With respect to eyewitness identifications, the Court of Criminal Appeals in Tillman stated that “psychology is a legitimate field of study and that the study of the reliability of eyewitness identification is a legitimate subject within the area of psychology .” Tillman, 354 S.W.3d at 436. In Blasdell, the Court noted that “a substantial portion of the relevant community of forensic psychologists has regarded the weapon focus effect to be a sufficiently well-established phenomenon to merit expert testimony.”1 Blasdell, 384 S.W.3d at 829 n. 3. In this case, at this point, we focus on whether Blasdell demonstrated that Dr. Rubenzer's testimony about the weapon focus effect properly relied upon or utilized the principles involved in that field. See Tillman, 354 S.W.3d at 436.
While Dr. Rubenzer generally described the weapon focus effect, he did not describe the principles that apply to it. For instance, other than the definition he provided for the term, he did not explain or discuss the peer reviewed articles that he cited in his resume that appear to specifically address the topic, nor did he describe the content of the two presentations he attended where the subject had been discussed. Blasdell never provided the trial court with transcripts of the articles discussing the weapon focus effect, nor was the trial court provided copies of whatever documents may have accompanied the presentations Dr. Rubenzer attended at his psychological meetings where the weapon focus effect was discussed. The trial court was left solely with Dr. Rubenzer's brief definition that the weapon focus effect occurred “when there is a weapon involved, particularly in brief encounters, for the weapon to essentially attract attention away from the perpetrator's face and, by doing so, result in lesser accuracy for the identification.”
Without any further basis to explain the topic's principles beyond the mere ipse dixit of Dr. Rubenzer, the trial court was not in a position to properly evaluate whether Dr. Rubenzer had either properly stated or applied the principles that govern the weapon focus effect to Blasdell's case.

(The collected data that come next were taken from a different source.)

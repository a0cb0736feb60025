use crate::api::{error_response, success_response};
use crate::logging::TraceId;
use crate::state::AppState;
use axum::extract::{Extension, Path, State};
use axum::http::StatusCode;
use axum::response::IntoResponse;
use axum::Json;
use relaypost_common::types::{Channel, ChannelStatus, DeliveryReport};
use serde::Serialize;
use std::collections::BTreeMap;
use utoipa::ToSchema;
use utoipa_axum::{router::OpenApiRouter, routes};

/// 单渠道凭证概览（密钥已脱敏）
#[derive(Serialize, ToSchema)]
struct CredentialOverview {
    channel: Channel,
    /// 凭证字段表；密钥字段以 *** 显示，保存时回传 *** 表示保留原值
    config: serde_json::Value,
    status: ChannelStatus,
    updated_at: Option<String>,
}

/// 保存结果
#[derive(Serialize, ToSchema)]
struct SaveOutcome {
    success: bool,
    message: String,
}

fn parse_channel(trace_id: &str, raw: &str) -> Result<Channel, axum::response::Response> {
    raw.parse().map_err(|e: String| {
        error_response(StatusCode::BAD_REQUEST, trace_id, "unknown_channel", &e)
    })
}

/// 列出各渠道凭证配置（密钥已脱敏）。
#[utoipa::path(
    get,
    path = "/v1/notifications/credentials",
    tag = "Credentials",
    security(("app_id_auth" = [])),
    responses(
        (status = 200, description = "各渠道凭证", body = Vec<CredentialOverview>),
        (status = 403, description = "缺少或无效的 rp-app-id", body = crate::api::ApiError)
    )
)]
async fn list_credentials(
    Extension(trace_id): Extension<TraceId>,
    State(state): State<AppState>,
) -> impl IntoResponse {
    let overviews: Vec<CredentialOverview> = Channel::ALL
        .iter()
        .map(|ch| CredentialOverview {
            channel: *ch,
            config: state.credentials.redacted_config(*ch),
            status: state.credentials.status(*ch),
            updated_at: state.credentials.updated_at(*ch).map(|t| t.to_rfc3339()),
        })
        .collect();
    success_response(StatusCode::OK, &trace_id, overviews)
}

/// 获取各渠道凭证状态（configured / not_configured / error）。
#[utoipa::path(
    get,
    path = "/v1/notifications/credentials/statuses",
    tag = "Credentials",
    security(("app_id_auth" = [])),
    responses(
        (status = 200, description = "渠道状态表"),
        (status = 403, description = "缺少或无效的 rp-app-id", body = crate::api::ApiError)
    )
)]
async fn credential_statuses(
    Extension(trace_id): Extension<TraceId>,
    State(state): State<AppState>,
) -> impl IntoResponse {
    let statuses: BTreeMap<String, ChannelStatus> = state
        .credentials
        .statuses()
        .into_iter()
        .map(|(ch, st)| (ch.to_string(), st))
        .collect();
    success_response(StatusCode::OK, &trace_id, statuses)
}

/// 保存某渠道的凭证配置。
/// 密钥字段回传 ***（或省略）时保留已存储的值；校验失败不改动已有配置。
#[utoipa::path(
    post,
    path = "/v1/notifications/credentials/{channel}",
    tag = "Credentials",
    security(("app_id_auth" = [])),
    params(("channel" = String, Path, description = "渠道（email/sms/whatsapp/push）")),
    request_body = serde_json::Value,
    responses(
        (status = 200, description = "凭证已保存", body = SaveOutcome),
        (status = 400, description = "未知渠道或配置无效", body = crate::api::ApiError)
    )
)]
async fn save_credentials(
    Extension(trace_id): Extension<TraceId>,
    State(state): State<AppState>,
    Path(channel): Path<String>,
    Json(bundle): Json<serde_json::Value>,
) -> impl IntoResponse {
    let channel = match parse_channel(&trace_id, &channel) {
        Ok(c) => c,
        Err(resp) => return resp,
    };
    match state.credentials.save(channel, &bundle) {
        Ok(()) => success_response(
            StatusCode::OK,
            &trace_id,
            SaveOutcome {
                success: true,
                message: format!("{channel} credentials saved"),
            },
        ),
        Err(e) => error_response(
            StatusCode::BAD_REQUEST,
            &trace_id,
            "invalid_config",
            &e.to_string(),
        ),
    }
}

/// 对某渠道的凭证执行连通性测试。
/// 请求体可携带候选凭证（密钥字段回传 *** 时取已存储值），不带请求体
/// 则测试已保存的凭证。测试成功渠道即转为 configured（先于保存）；
/// 失败不会降级已配置的渠道。
#[utoipa::path(
    post,
    path = "/v1/notifications/credentials/{channel}/test",
    tag = "Credentials",
    security(("app_id_auth" = [])),
    params(("channel" = String, Path, description = "渠道（email/sms/whatsapp/push）")),
    request_body(content = serde_json::Value, description = "候选凭证（可选）"),
    responses(
        (status = 200, description = "测试结果（失败也是数据）", body = DeliveryReport),
        (status = 400, description = "未知渠道", body = crate::api::ApiError)
    )
)]
async fn test_credentials(
    Extension(trace_id): Extension<TraceId>,
    State(state): State<AppState>,
    Path(channel): Path<String>,
    payload: Option<Json<serde_json::Value>>,
) -> impl IntoResponse {
    let channel = match parse_channel(&trace_id, &channel) {
        Ok(c) => c,
        Err(resp) => return resp,
    };
    let candidate = payload.map(|Json(v)| v).filter(|v| v.is_object());
    let report = state
        .tester
        .test_with(&state.credentials, channel, candidate.as_ref())
        .await;
    success_response(StatusCode::OK, &trace_id, report)
}

pub fn credential_routes() -> OpenApiRouter<AppState> {
    OpenApiRouter::new()
        .routes(routes!(list_credentials))
        .routes(routes!(credential_statuses))
        .routes(routes!(save_credentials))
        .routes(routes!(test_credentials))
}
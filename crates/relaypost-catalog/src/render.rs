//! `{{name}}` placeholder substitution.
//!
//! Substitution is literal, single-pass and non-recursive: a value that
//! itself contains `{{x}}` is inserted as-is and never re-expanded. A
//! placeholder with no matching value is left in the output verbatim so
//! missing test data is visible to the operator instead of silently
//! blanked. Both behaviors are policy, not accident; tests assert them.

use std::collections::HashMap;

/// Render `template`, replacing each `{{name}}` with `values[name]`.
///
/// Pure and deterministic: same template and values always produce the
/// same output. No whitespace trimming happens inside the braces; the
/// text between `{{` and `}}` must match a key exactly.
///
/// # Examples
///
/// ```
/// use std::collections::HashMap;
/// use relaypost_catalog::render::render;
///
/// let values = HashMap::from([("name".to_string(), "Asha".to_string())]);
/// assert_eq!(render("Hi {{name}}", &values), "Hi Asha");
/// assert_eq!(render("Hi {{nick}}", &values), "Hi {{nick}}");
/// ```
pub fn render(template: &str, values: &HashMap<String, String>) -> String {
    let mut out = String::with_capacity(template.len());
    let mut rest = template;

    while let Some(open) = rest.find("{{") {
        out.push_str(&rest[..open]);
        let after_open = &rest[open + 2..];

        match after_open.find("}}") {
            Some(close) => {
                let name = &after_open[..close];
                // A brace inside the name means the opening `{{` was not a
                // real placeholder (e.g. "{{a {{b}}"): emit one `{` and
                // rescan from the next character.
                if name.contains('{') || name.contains('}') {
                    out.push('{');
                    rest = &rest[open + 1..];
                    continue;
                }
                match values.get(name) {
                    Some(value) => out.push_str(value),
                    None => {
                        out.push_str("{{");
                        out.push_str(name);
                        out.push_str("}}");
                    }
                }
                rest = &after_open[close + 2..];
            }
            None => {
                // Unterminated `{{`: everything left is literal.
                out.push_str(&rest[open..]);
                return out;
            }
        }
    }

    out.push_str(rest);
    out
}

/// List the distinct placeholder names in `template`, in first-appearance
/// order. Drives the placeholder chips shown in the template editor.
pub fn placeholder_names(template: &str) -> Vec<String> {
    let mut names: Vec<String> = Vec::new();
    let mut rest = template;

    while let Some(open) = rest.find("{{") {
        let after_open = &rest[open + 2..];
        match after_open.find("}}") {
            Some(close) => {
                let name = &after_open[..close];
                if name.contains('{') || name.contains('}') {
                    rest = &rest[open + 1..];
                    continue;
                }
                if !name.is_empty() && !names.iter().any(|n| n == name) {
                    names.push(name.to_string());
                }
                rest = &after_open[close + 2..];
            }
            None => break,
        }
    }

    names
}

#[cfg(test)]
mod tests {
    use super::*;

    fn values(pairs: &[(&str, &str)]) -> HashMap<String, String> {
        pairs
            .iter()
            .map(|(k, v)| (k.to_string(), v.to_string()))
            .collect()
    }

    #[test]
    fn substitutes_known_placeholders() {
        let v = values(&[("app_name", "TrendPin"), ("user_name", "Asha")]);
        assert_eq!(
            render("Welcome to {{app_name}}, {{user_name}}!", &v),
            "Welcome to TrendPin, Asha!"
        );
    }

    #[test]
    fn unmatched_placeholders_pass_through() {
        assert_eq!(render("Hi {{name}}", &HashMap::new()), "Hi {{name}}");
    }

    #[test]
    fn substitution_is_not_recursive() {
        let v = values(&[("a", "{{b}}"), ("b", "boom")]);
        assert_eq!(render("{{a}}", &v), "{{b}}");
    }

    #[test]
    fn repeated_calls_are_deterministic() {
        let v = values(&[("x", "1")]);
        let t = "{{x}} and {{y}}";
        assert_eq!(render(t, &v), render(t, &v));
    }

    #[test]
    fn no_whitespace_trimming_inside_braces() {
        let v = values(&[("name", "Asha")]);
        assert_eq!(render("{{ name }}", &v), "{{ name }}");
    }

    #[test]
    fn unterminated_open_braces_are_literal() {
        let v = values(&[("a", "x")]);
        assert_eq!(render("tail {{a", &v), "tail {{a");
    }

    #[test]
    fn stray_open_before_real_placeholder() {
        let v = values(&[("b", "x")]);
        assert_eq!(render("{{a {{b}}", &v), "{{a x");
    }

    #[test]
    fn same_placeholder_twice() {
        let v = values(&[("n", "7")]);
        assert_eq!(render("{{n}}-{{n}}", &v), "7-7");
    }

    #[test]
    fn empty_value_renders_empty() {
        let v = values(&[("n", "")]);
        assert_eq!(render("[{{n}}]", &v), "[]");
    }

    #[test]
    fn placeholder_names_in_first_appearance_order() {
        let names = placeholder_names("{{b}} {{a}} {{b}} {{c}}");
        assert_eq!(names, vec!["b", "a", "c"]);
    }

    #[test]
    fn placeholder_names_ignores_malformed() {
        assert!(placeholder_names("no placeholders {{").is_empty());
        assert_eq!(placeholder_names("{{a {{b}}"), vec!["b"]);
    }
}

See id. Without more, such as information about what the studies Dr. Rubenzer cited had shown regarding the impact of a weapon being displayed on the reliability of a witness's identification of the perpetrator, the trial court was not able to determine whether Dr. Rubenzer's testimony about the weapon focus effect in Blasdell's case was reliable. See id. at 437–38 (explaining that the expert had sufficiently explained specific principles of psychology in the area of eyewitness identification to make the expert's testimony reliable).
We conclude that Blasdell provided the trial court with insufficient information to allow the trial court to determine that Dr. Rubenzer's testimony was reliable. Consequently, we hold the trial court did not abuse its discretion in excluding Dr. Rubenzer's proffered testimony about the weapon focus effect, and we affirm the trial court's judgment.
1. We note that during the hearing, Dr. Rubenzer did not discuss what a substantial portion of the forensic psychology community thought about the weapon focus effect or whether the group agreed that it was a matter that merited expert testimony, and we further note that this fact was never established elsewhere in the testimony that was before the trial court. We further note that the trial court made its decision in 2009, more than two years before the Court of Criminal Appeals discussed what forensic psychologists thought about the merits of the weapon focus effect. See Tillman v. State, 354 S.W.3d 425, 425 (Tex.Crim.App.2011).
HOLLIS HORTON, Justice.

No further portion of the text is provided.